Digitalisierungsprojekte zur Entwicklung von regionalen Hubs
Japan zeichnet sich durch eine extreme Konzentration von staatlichen Regierungsinstitutionen, Universitäten und der Hauptsitze der größten börsennotierten Unternehmen in der Metropolregion Tokio aus, während es in Deutschland durch historisch bedingte Entwicklungen als auch eine bis heute gleichbleibend hohe Tendenz zur Regionalisierung viele mittelgroße Städte mit einer weitaus höheren Produktivität als dem gesamtdeutschen Durchschnitt gibt. Die erfolgreichsten Kommunen bilden gemeinsam mit ihrem Umland sich gegenseitig positiv beeinflussende wirtschaftliche Zentren von überregionaler Bedeutung, welches zusätzlich zur Belebung der Stadtentwicklung beitragen kann. Es bestand auf japanischer Seite großes Interesse mehr über die deutschen Initiativen zur regionalen Entwicklung zu erfahren, auch vor dem Hintergrund dass beide Länder ähnliche Trends in ihrer wirtschaftlichen und sozialen Entwicklung aufweisen. Beide Länder sind hoch entwickelte exportgetriebene Volkswirtschaften mit einer starken Industrie und einer innovativen Forschungslandschaft, weisen ähnliche demografische Trends auf (Überalterung der Gesellschaft) und erfahren eine daraus resultierende rückläufige Entwicklung des ländlichen Raums.

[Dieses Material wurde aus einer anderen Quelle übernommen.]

use std::fmt;
use std::str::FromStr;

use serde::{Deserialize, Serialize};
use thiserror::Error;

#[derive(Debug, Error, Clone, PartialEq, Eq)]
#[error("`{input}` is not a major.minor python version")]
pub struct VersionParseError {
    input: String,
}

/// The `major.minor` channel the embedded interpreter requires.
///
/// Equality is textual: `3.9` and `3.09` are different channels, and patch
/// levels never take part in a comparison.
#[derive(Clone, Debug, PartialEq, Eq, Hash, Serialize, Deserialize)]
#[serde(try_from = "String", into = "String")]
pub struct TargetVersion {
    channel: String,
    split: usize,
}

impl TargetVersion {
    /// Parses the channel out of anything that carries one: `3.9`,
    /// `3.9.18`, `Python 3.9.18`, `3.9.18 (tags/v3.9.18:...)`.
    pub fn parse(input: &str) -> Result<Self, VersionParseError> {
        let channel = channel_of(input).ok_or_else(|| VersionParseError {
            input: input.trim().to_string(),
        })?;
        let split = channel.find('.').unwrap_or(channel.len());
        Ok(Self {
            channel: channel.to_string(),
            split,
        })
    }

    pub fn as_str(&self) -> &str {
        &self.channel
    }

    pub fn major(&self) -> &str {
        &self.channel[..self.split]
    }

    pub fn minor(&self) -> &str {
        &self.channel[self.split + 1..]
    }

    /// `39` for `3.9`, as used by Windows install directories (`Python39`).
    pub fn compact(&self) -> String {
        format!("{}{}", self.major(), self.minor())
    }

    /// Selector understood by the `py` launcher, e.g. `-3.9`.
    pub fn launcher_selector(&self) -> String {
        format!("-{}", self.channel)
    }

    /// Whether an interpreter's `--version` output reports this channel.
    pub fn matches_report(&self, reported: &str) -> bool {
        channel_of(reported) == Some(self.as_str())
    }
}

impl fmt::Display for TargetVersion {
    fn fmt(&self, f: &mut fmt::Formatter<'_>) -> fmt::Result {
        f.write_str(&self.channel)
    }
}

impl FromStr for TargetVersion {
    type Err = VersionParseError;

    fn from_str(s: &str) -> Result<Self, Self::Err> {
        Self::parse(s)
    }
}

impl TryFrom<String> for TargetVersion {
    type Error = VersionParseError;

    fn try_from(value: String) -> Result<Self, Self::Error> {
        Self::parse(&value)
    }
}

impl From<TargetVersion> for String {
    fn from(value: TargetVersion) -> Self {
        value.channel
    }
}

/// Returns the first `digits.digits` run in `text`, verbatim.
pub fn channel_of(text: &str) -> Option<&str> {
    let bytes = text.as_bytes();
    let mut idx = 0;
    while idx < bytes.len() {
        let starts_run = bytes[idx].is_ascii_digit() && (idx == 0 || !bytes[idx - 1].is_ascii_digit());
        if !starts_run {
            idx += 1;
            continue;
        }
        let major_end = scan_digits(bytes, idx);
        if major_end < bytes.len() && bytes[major_end] == b'.' {
            let minor_end = scan_digits(bytes, major_end + 1);
            if minor_end > major_end + 1 {
                return Some(&text[idx..minor_end]);
            }
        }
        idx = major_end;
    }
    None
}

/// Extracts `3.9.18` from `Python 3.9.18`.
pub fn full_version_of(text: &str) -> Option<&str> {
    text.split_whitespace()
        .find(|token| token.starts_with(|c: char| c.is_ascii_digit()) && token.contains('.'))
}

fn scan_digits(bytes: &[u8], from: usize) -> usize {
    let mut end = from;
    while end < bytes.len() && bytes[end].is_ascii_digit() {
        end += 1;
    }
    end
}

#[cfg(test)]
mod tests {
    use super::*;

    #[test]
    fn parses_channel_from_common_reports() {
        for input in ["3.9", "3.9.18", "Python 3.9.18", "3.9.18 (tags/v3.9.18:abc, Jun 6 2023)"] {
            let version = TargetVersion::parse(input).expect("parse");
            assert_eq!(version.as_str(), "3.9", "input {input}");
        }
        let version = TargetVersion::parse("Python 3.11.4").expect("parse");
        assert_eq!(version.major(), "3");
        assert_eq!(version.minor(), "11");
        assert_eq!(version.compact(), "311");
        assert_eq!(version.launcher_selector(), "-3.11");
    }

    #[test]
    fn rejects_inputs_without_a_channel() {
        assert!(TargetVersion::parse("python").is_err());
        assert!(TargetVersion::parse("3").is_err());
        assert!(TargetVersion::parse("3.").is_err());
        assert!(TargetVersion::parse("").is_err());
    }

    #[test]
    fn matching_is_textual_and_ignores_patch() {
        let target = TargetVersion::parse("3.9").unwrap();
        assert!(target.matches_report("Python 3.9.0"));
        assert!(target.matches_report("Python 3.9.18"));
        assert!(!target.matches_report("Python 3.10.2"));
        assert!(!target.matches_report("Python 3.09.1"));
        assert!(!target.matches_report("Python"));

        let target = TargetVersion::parse("3.1").unwrap();
        assert!(!target.matches_report("Python 3.10.2"));
    }

    #[test]
    fn full_version_is_first_numeric_token() {
        assert_eq!(full_version_of("Python 3.9.18"), Some("3.9.18"));
        assert_eq!(full_version_of("Python 3.12.0rc1"), Some("3.12.0rc1"));
        assert_eq!(full_version_of("unknown"), None);
    }

    #[test]
    fn serializes_as_plain_string() {
        let target = TargetVersion::parse("3.9").unwrap();
        let json = serde_json::to_string(&target).unwrap();
        assert_eq!(json, "\"3.9\"");
        let back: TargetVersion = serde_json::from_str("\"Python 3.9.1\"").unwrap();
        assert_eq!(back, target);
    }
}
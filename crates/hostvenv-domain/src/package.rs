use std::fmt;

use serde::{Deserialize, Serialize};

use crate::version::TargetVersion;

/// Packages whose current major line dropped support for an older channel.
/// `(package, channel, constraint)`.
const CHANNEL_CONSTRAINTS: &[(&str, &str, &str)] = &[("numpy", "3.9", "<2.0")];

#[derive(Clone, Debug, PartialEq, Eq, Serialize, Deserialize)]
pub struct PackageRequirement {
    pub name: String,
    pub constraint: Option<String>,
}

impl PackageRequirement {
    pub fn unconstrained(name: impl Into<String>) -> Self {
        Self {
            name: name.into(),
            constraint: None,
        }
    }
}

impl fmt::Display for PackageRequirement {
    fn fmt(&self, f: &mut fmt::Formatter<'_>) -> fmt::Result {
        match &self.constraint {
            Some(constraint) => write!(f, "{}{}", self.name, constraint),
            None => f.write_str(&self.name),
        }
    }
}

/// Picks the requirement to install for `name` on the target channel.
pub fn requirement_for(name: &str, target: &TargetVersion) -> PackageRequirement {
    let constraint = CHANNEL_CONSTRAINTS
        .iter()
        .find(|(package, channel, _)| package.eq_ignore_ascii_case(name) && *channel == target.as_str())
        .map(|(_, _, constraint)| (*constraint).to_string());
    PackageRequirement {
        name: name.to_string(),
        constraint,
    }
}

/// Reads `<name>-<version>` out of pip's `Successfully installed ...` line.
pub fn parse_installed_version<'a, I>(name: &str, lines: I) -> Option<String>
where
    I: IntoIterator<Item = &'a str>,
{
    let prefix = format!("{}-", name.to_ascii_lowercase());
    lines
        .into_iter()
        .filter_map(|line| line.trim().strip_prefix("Successfully installed "))
        .flat_map(str::split_whitespace)
        .find_map(|token| {
            let lowered = token.to_ascii_lowercase();
            let version = lowered.strip_prefix(prefix.as_str())?;
            version
                .starts_with(|c: char| c.is_ascii_digit())
                .then(|| token[prefix.len()..].to_string())
        })
}

#[cfg(test)]
mod tests {
    use super::*;

    #[test]
    fn numpy_is_held_below_two_on_3_9() {
        let target = TargetVersion::parse("3.9").unwrap();
        let requirement = requirement_for("numpy", &target);
        assert_eq!(requirement.constraint.as_deref(), Some("<2.0"));
        assert_eq!(requirement.to_string(), "numpy<2.0");
    }

    #[test]
    fn other_channels_install_unconstrained() {
        for channel in ["3.10", "3.11", "3.12"] {
            let target = TargetVersion::parse(channel).unwrap();
            let requirement = requirement_for("numpy", &target);
            assert_eq!(requirement, PackageRequirement::unconstrained("numpy"));
            assert_eq!(requirement.to_string(), "numpy");
        }
        let target = TargetVersion::parse("3.9").unwrap();
        assert_eq!(requirement_for("requests", &target).to_string(), "requests");
    }

    #[test]
    fn parses_version_from_pip_summary() {
        let output = [
            "Collecting numpy<2.0",
            "Installing collected packages: numpy",
            "Successfully installed numpy-1.26.4",
        ];
        assert_eq!(
            parse_installed_version("numpy", output),
            Some("1.26.4".to_string())
        );
    }

    #[test]
    fn parses_version_among_several_packages() {
        let output = ["Successfully installed certifi-2024.2.2 NumPy-1.24.0 urllib3-2.2.1"];
        assert_eq!(
            parse_installed_version("numpy", output),
            Some("1.24.0".to_string())
        );
    }

    #[test]
    fn missing_summary_is_not_an_error() {
        let output = ["Requirement already satisfied: numpy in ./venv/lib/python3.9/site-packages (1.26.4)"];
        assert_eq!(parse_installed_version("numpy", output), None);
        assert_eq!(parse_installed_version("numpy", ["Successfully installed numpy-extras-0.1"]), None);
    }
}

Die erarbeitete Übersicht regionaler Revitalisierungsaktivitäten deutscher mittelgroßer Städte mit Hilfe digitaler Technologien wird für die Bemühungen japanischer Kommunalverwaltungen eine große Hilfe z.B. bei der Planung von lokalen dezentralen Förder- und Entwicklungsmaßnahmen sein. Anhand einer bundesweiten Umfrage haben wir Verwaltungsbeamte lokaler Kommunen und private Wirtschaftsverbände zum Stand und zur Systematik von Digitalisierungs- und Smart-City-Projekten befragt. Neben den Schwerpunkten der Umfrage wurde auch untersucht, in welchem Maße die vorgestellten Projekte zur Wertschöpfung und Produktivitätssteigerung der Region beitragen und gleichzeitig aktuell drängende Themen wie die Dekarbonisierung und Förderung der Energiesicherheit adressieren.